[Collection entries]
------------------------------------------------------------------------

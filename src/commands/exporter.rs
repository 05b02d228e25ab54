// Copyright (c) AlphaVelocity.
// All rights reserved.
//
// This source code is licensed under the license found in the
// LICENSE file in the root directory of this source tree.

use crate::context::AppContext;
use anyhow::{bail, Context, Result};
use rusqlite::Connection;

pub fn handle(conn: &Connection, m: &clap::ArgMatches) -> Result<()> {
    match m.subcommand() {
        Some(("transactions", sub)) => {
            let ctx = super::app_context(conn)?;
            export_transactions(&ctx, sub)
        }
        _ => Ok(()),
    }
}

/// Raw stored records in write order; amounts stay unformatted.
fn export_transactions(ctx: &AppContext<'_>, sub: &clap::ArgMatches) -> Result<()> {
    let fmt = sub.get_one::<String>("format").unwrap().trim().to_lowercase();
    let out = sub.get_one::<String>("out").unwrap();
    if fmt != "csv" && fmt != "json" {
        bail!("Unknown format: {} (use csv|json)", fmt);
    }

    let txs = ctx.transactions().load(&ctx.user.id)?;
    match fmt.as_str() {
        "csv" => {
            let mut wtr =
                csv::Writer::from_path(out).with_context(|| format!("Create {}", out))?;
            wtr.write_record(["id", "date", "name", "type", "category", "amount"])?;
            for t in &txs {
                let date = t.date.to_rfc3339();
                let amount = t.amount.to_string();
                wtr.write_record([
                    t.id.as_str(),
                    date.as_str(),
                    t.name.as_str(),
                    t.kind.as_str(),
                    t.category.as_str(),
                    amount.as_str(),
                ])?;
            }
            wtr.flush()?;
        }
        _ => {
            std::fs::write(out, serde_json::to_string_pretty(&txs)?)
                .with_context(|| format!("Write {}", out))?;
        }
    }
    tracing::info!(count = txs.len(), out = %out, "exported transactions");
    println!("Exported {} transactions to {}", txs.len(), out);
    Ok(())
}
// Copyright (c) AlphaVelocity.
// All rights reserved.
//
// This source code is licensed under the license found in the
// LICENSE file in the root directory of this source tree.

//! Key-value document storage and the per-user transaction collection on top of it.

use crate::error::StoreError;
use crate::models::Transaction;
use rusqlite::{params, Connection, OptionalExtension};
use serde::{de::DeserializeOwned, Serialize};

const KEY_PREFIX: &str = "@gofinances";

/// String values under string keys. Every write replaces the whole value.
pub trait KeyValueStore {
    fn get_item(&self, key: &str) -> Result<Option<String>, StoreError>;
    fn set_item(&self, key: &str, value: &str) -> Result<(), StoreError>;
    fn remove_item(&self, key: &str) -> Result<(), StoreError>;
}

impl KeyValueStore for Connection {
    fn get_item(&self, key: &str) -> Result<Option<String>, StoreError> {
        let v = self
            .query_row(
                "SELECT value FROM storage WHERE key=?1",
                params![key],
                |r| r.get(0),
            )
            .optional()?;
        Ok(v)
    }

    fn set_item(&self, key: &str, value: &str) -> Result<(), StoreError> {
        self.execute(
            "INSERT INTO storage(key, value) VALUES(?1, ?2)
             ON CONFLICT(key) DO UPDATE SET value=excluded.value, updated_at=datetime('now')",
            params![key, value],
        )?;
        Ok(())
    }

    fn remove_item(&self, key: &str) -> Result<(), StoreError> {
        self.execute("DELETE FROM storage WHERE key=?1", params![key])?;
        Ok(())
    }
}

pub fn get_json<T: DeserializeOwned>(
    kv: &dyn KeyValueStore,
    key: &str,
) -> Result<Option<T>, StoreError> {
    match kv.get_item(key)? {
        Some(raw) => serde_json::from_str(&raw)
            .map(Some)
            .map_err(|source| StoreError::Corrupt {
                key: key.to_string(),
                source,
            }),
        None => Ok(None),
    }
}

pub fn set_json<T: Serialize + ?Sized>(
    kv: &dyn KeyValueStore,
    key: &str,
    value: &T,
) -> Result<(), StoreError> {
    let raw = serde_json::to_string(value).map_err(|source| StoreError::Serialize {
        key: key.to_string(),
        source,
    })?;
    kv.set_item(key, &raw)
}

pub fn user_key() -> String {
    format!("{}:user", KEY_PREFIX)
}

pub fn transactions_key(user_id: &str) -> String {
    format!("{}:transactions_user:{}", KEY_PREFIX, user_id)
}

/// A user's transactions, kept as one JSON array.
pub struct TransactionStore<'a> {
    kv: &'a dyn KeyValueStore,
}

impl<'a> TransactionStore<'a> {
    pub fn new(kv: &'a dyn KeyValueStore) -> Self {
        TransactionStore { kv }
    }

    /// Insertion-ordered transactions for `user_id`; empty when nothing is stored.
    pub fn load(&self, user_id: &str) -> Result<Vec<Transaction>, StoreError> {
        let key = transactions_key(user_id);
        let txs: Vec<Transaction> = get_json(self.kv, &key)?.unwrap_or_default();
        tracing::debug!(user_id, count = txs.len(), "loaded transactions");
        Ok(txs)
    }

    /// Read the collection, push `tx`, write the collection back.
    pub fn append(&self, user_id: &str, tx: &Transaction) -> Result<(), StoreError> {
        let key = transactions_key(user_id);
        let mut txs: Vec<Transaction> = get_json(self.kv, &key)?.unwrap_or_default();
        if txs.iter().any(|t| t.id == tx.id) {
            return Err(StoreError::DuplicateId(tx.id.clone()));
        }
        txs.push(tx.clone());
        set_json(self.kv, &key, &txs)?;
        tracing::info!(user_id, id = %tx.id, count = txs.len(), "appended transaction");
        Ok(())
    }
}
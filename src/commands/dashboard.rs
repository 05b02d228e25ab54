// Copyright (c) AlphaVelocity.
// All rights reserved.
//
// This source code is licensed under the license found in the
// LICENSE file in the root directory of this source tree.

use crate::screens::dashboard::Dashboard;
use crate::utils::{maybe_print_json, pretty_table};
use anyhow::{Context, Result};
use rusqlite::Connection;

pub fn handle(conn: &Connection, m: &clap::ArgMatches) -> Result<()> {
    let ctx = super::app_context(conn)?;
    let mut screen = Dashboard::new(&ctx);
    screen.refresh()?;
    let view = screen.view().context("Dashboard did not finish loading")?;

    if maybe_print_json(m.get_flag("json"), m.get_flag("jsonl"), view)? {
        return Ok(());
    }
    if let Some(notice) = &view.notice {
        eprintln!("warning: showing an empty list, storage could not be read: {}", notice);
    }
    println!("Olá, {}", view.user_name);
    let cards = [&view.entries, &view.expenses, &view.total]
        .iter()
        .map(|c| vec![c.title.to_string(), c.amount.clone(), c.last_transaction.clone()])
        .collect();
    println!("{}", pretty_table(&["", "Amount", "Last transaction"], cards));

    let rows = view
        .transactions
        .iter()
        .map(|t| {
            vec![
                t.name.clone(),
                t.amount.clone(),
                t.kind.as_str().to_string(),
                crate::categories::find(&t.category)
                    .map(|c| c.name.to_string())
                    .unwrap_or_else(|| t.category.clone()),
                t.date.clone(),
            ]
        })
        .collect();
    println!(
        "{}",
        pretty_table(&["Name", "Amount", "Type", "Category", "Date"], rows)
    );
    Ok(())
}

------------------------------------------------------------------------

WORK TO COMPLETE: Please print the data above exactly as it appears.

ANSWER:
filename src/commands/exporter.rs
repository 05b02d228e25ab54
// Copyright (c) AlphaVelocity.
// All rights reserved.
//
// This source code is licensed under the license found in the
// LICENSE file in the root directory of this source tree.

use crate::context::AppContext;
use anyhow::{bail, Context, Result};
use rusqlite::Connection;

pub fn handle(conn: &Connection, m: &clap::ArgMatches) -> Result<()> {
    match m.subcommand() {
        Some(("transactions", sub)) => {
            let ctx = super::app_context(conn)?;
            export_transactions(&ctx, sub)
        }
        _ => Ok(()),
    }
}

/// Raw stored records in write order; amounts stay unformatted.
fn export_transactions(ctx: &AppContext<'_>, sub: &clap::ArgMatches) -> Result<()> {
    let fmt = sub.get_one::<String>("format").unwrap().trim().to_lowercase();
    let out = sub.get_one::<String>("out").unwrap();
    if fmt != "csv" && fmt != "json" {
        bail!("Unknown format: {} (use csv|json)", fmt);
    }

    let txs = ctx.transactions().load(&ctx.user.id)?;
    match fmt.as_str() {
        "csv" => {
            let mut wtr =
                csv::Writer::from_path(out).with_context(|| format!("Create {}", out))?;
            wtr.write_record(["id", "date", "name", "type", "category", "amount"])?;
            for t in &txs {
                let date = t.date.to_rfc3339();
                let amount = t.amount.to_string();
                wtr.write_record([
                    t.id.as_str(),
                    date.as_str(),
                    t.name.as_str(),
                    t.kind.as_str(),
                    t.category.as_str(),
                    amount.as_str(),
                ])?;
            }
            wtr.flush()?;
        }
        _ => {
            std::fs::write(out, serde_json::to_string_pretty(&txs)?)
                .with_context(|| format!("Write {}", out))?;
        }
    }
    tracing::info!(count = txs.len(), out = %out, "exported transactions");
    println!("Exported {} transactions to {}", txs.len(), out);
    Ok(())
}
// Copyright (c) AlphaVelocity.
// All rights reserved.
//
// This source code is licensed under the license found in the
// LICENSE file in the root directory of this source tree.

//! Key-value document storage and the per-user transaction collection on top of it.

use crate::error::StoreError;
use crate::models::Transaction;
use rusqlite::{params, Connection, OptionalExtension};
use serde::{de::DeserializeOwned, Serialize};

const KEY_PREFIX: &str = "@gofinances";

/// String values under string keys. Every write replaces the whole value.
pub trait KeyValueStore {
    fn get_item(&self, key: &str) -> Result<Option<String>, StoreError>;
    fn set_item(&self, key: &str, value: &str) -> Result<(), StoreError>;
    fn remove_item(&self, key: &str) -> Result<(), StoreError>;
}

impl KeyValueStore for Connection {
    fn get_item(&self, key: &str) -> Result<Option<String>, StoreError> {
        let v = self
            .query_row(
                "SELECT value FROM storage WHERE key=?1",
                params![key],
                |r| r.get(0),
            )
            .optional()?;
        Ok(v)
    }

    fn set_item(&self, key: &str, value: &str) -> Result<(), StoreError> {
        self.execute(
            "INSERT INTO storage(key, value) VALUES(?1, ?2)
             ON CONFLICT(key) DO UPDATE SET value=excluded.value, updated_at=datetime('now')",
            params![key, value],
        )?;
        Ok(())
    }

    fn remove_item(&self, key: &str) -> Result<(), StoreError> {
        self.execute("DELETE FROM storage WHERE key=?1", params![key])?;
        Ok(())
    }
}

pub fn get_json<T: DeserializeOwned>(
    kv: &dyn KeyValueStore,
    key: &str,
) -> Result<Option<T>, StoreError> {
    match kv.get_item(key)? {
        Some(raw) => serde_json::from_str(&raw)
            .map(Some)
            .map_err(|source| StoreError::Corrupt {
                key: key.to_string(),
                source,
            }),
        None => Ok(None),
    }
}

pub fn set_json<T: Serialize + ?Sized>(
    kv: &dyn KeyValueStore,
    key: &str,
    value: &T,
) -> Result<(), StoreError> {
    let raw = serde_json::to_string(value).map_err(|source| StoreError::Serialize {
        key: key.to_string(),
        source,
    })?;
    kv.set_item(key, &raw)
}

pub fn user_key() -> String {
    format!("{}:user", KEY_PREFIX)
}

pub fn transactions_key(user_id: &str) -> String {
    format!("{}:transactions_user:{}", KEY_PREFIX, user_id)
}

/// A user's transactions, kept as one JSON array.
pub struct TransactionStore<'a> {
    kv: &'a dyn KeyValueStore,
}

impl<'a> TransactionStore<'a> {
    pub fn new(kv: &'a dyn KeyValueStore) -> Self {
        TransactionStore { kv }
    }

    /// Insertion-ordered transactions for `user_id`; empty when nothing is stored.
    pub fn load(&self, user_id: &str) -> Result<Vec<Transaction>, StoreError> {
        let key = transactions_key(user_id);
        let txs: Vec<Transaction> = get_json(self.kv, &key)?.unwrap_or_default();
        tracing::debug!(user_id, count = txs.len(), "loaded transactions");
        Ok(txs)
    }

    /// Read the collection, push `tx`, write the collection back.
    pub fn append(&self, user_id: &str, tx: &Transaction) -> Result<(), StoreError> {
        let key = transactions_key(user_id);
        let mut txs: Vec<Transaction> = get_json(self.kv, &key)?.unwrap_or_default();
        if txs.iter().any(|t| t.id == tx.id) {
            return Err(StoreError::DuplicateId(tx.id.clone()));
        }
        txs.push(tx.clone());
        set_json(self.kv, &key, &txs)?;
        tracing::info!(user_id, id = %tx.id, count = txs.len(), "appended transaction");
        Ok(())
    }
}
filename src/commands/dashboard.rs
repository 05b02d228e25ab54
// Copyright (c) AlphaVelocity.
// All rights reserved.
//
// This source code is licensed under the license found in the
// LICENSE file in the root directory of this source tree.

use crate::screens::dashboard::Dashboard;
use crate::utils::{maybe_print_json, pretty_table};
use anyhow::{Context, Result};
use rusqlite::Connection;

pub fn handle(conn: &Connection, m: &clap::ArgMatches) -> Result<()> {
    let ctx = super::app_context(conn)?;
    let mut screen = Dashboard::new(&ctx);
    screen.refresh()?;
    let view = screen.view().context("Dashboard did not finish loading")?;

    if maybe_print_json(m.get_flag("json"), m.get_flag("jsonl"), view)? {
        return Ok(());
    }
    if let Some(notice) = &view.notice {
        eprintln!("warning: showing an empty list, storage could not be read: {}", notice);
    }
    println!("Olá, {}", view.user_name);
    let cards = [&view.entries, &view.expenses, &view.total]
        .iter()
        .map(|c| vec![c.title.to_string(), c.amount.clone(), c.last_transaction.clone()])
        .collect();
    println!("{}", pretty_table(&["", "Amount", "Last transaction"], cards));

    let rows = view
        .transactions
        .iter()
        .map(|t| {
            vec![
                t.name.clone(),
                t.amount.clone(),
                t.kind.as_str().to_string(),
                crate::categories::find(&t.category)
                    .map(|c| c.name.to_string())
                    .unwrap_or_else(|| t.category.clone()),
                t.date.clone(),
            ]
        })
        .collect();
    println!(
        "{}",
        pretty_table(&["Name", "Amount", "Type", "Category", "Date"], rows)
    );
    Ok(())
}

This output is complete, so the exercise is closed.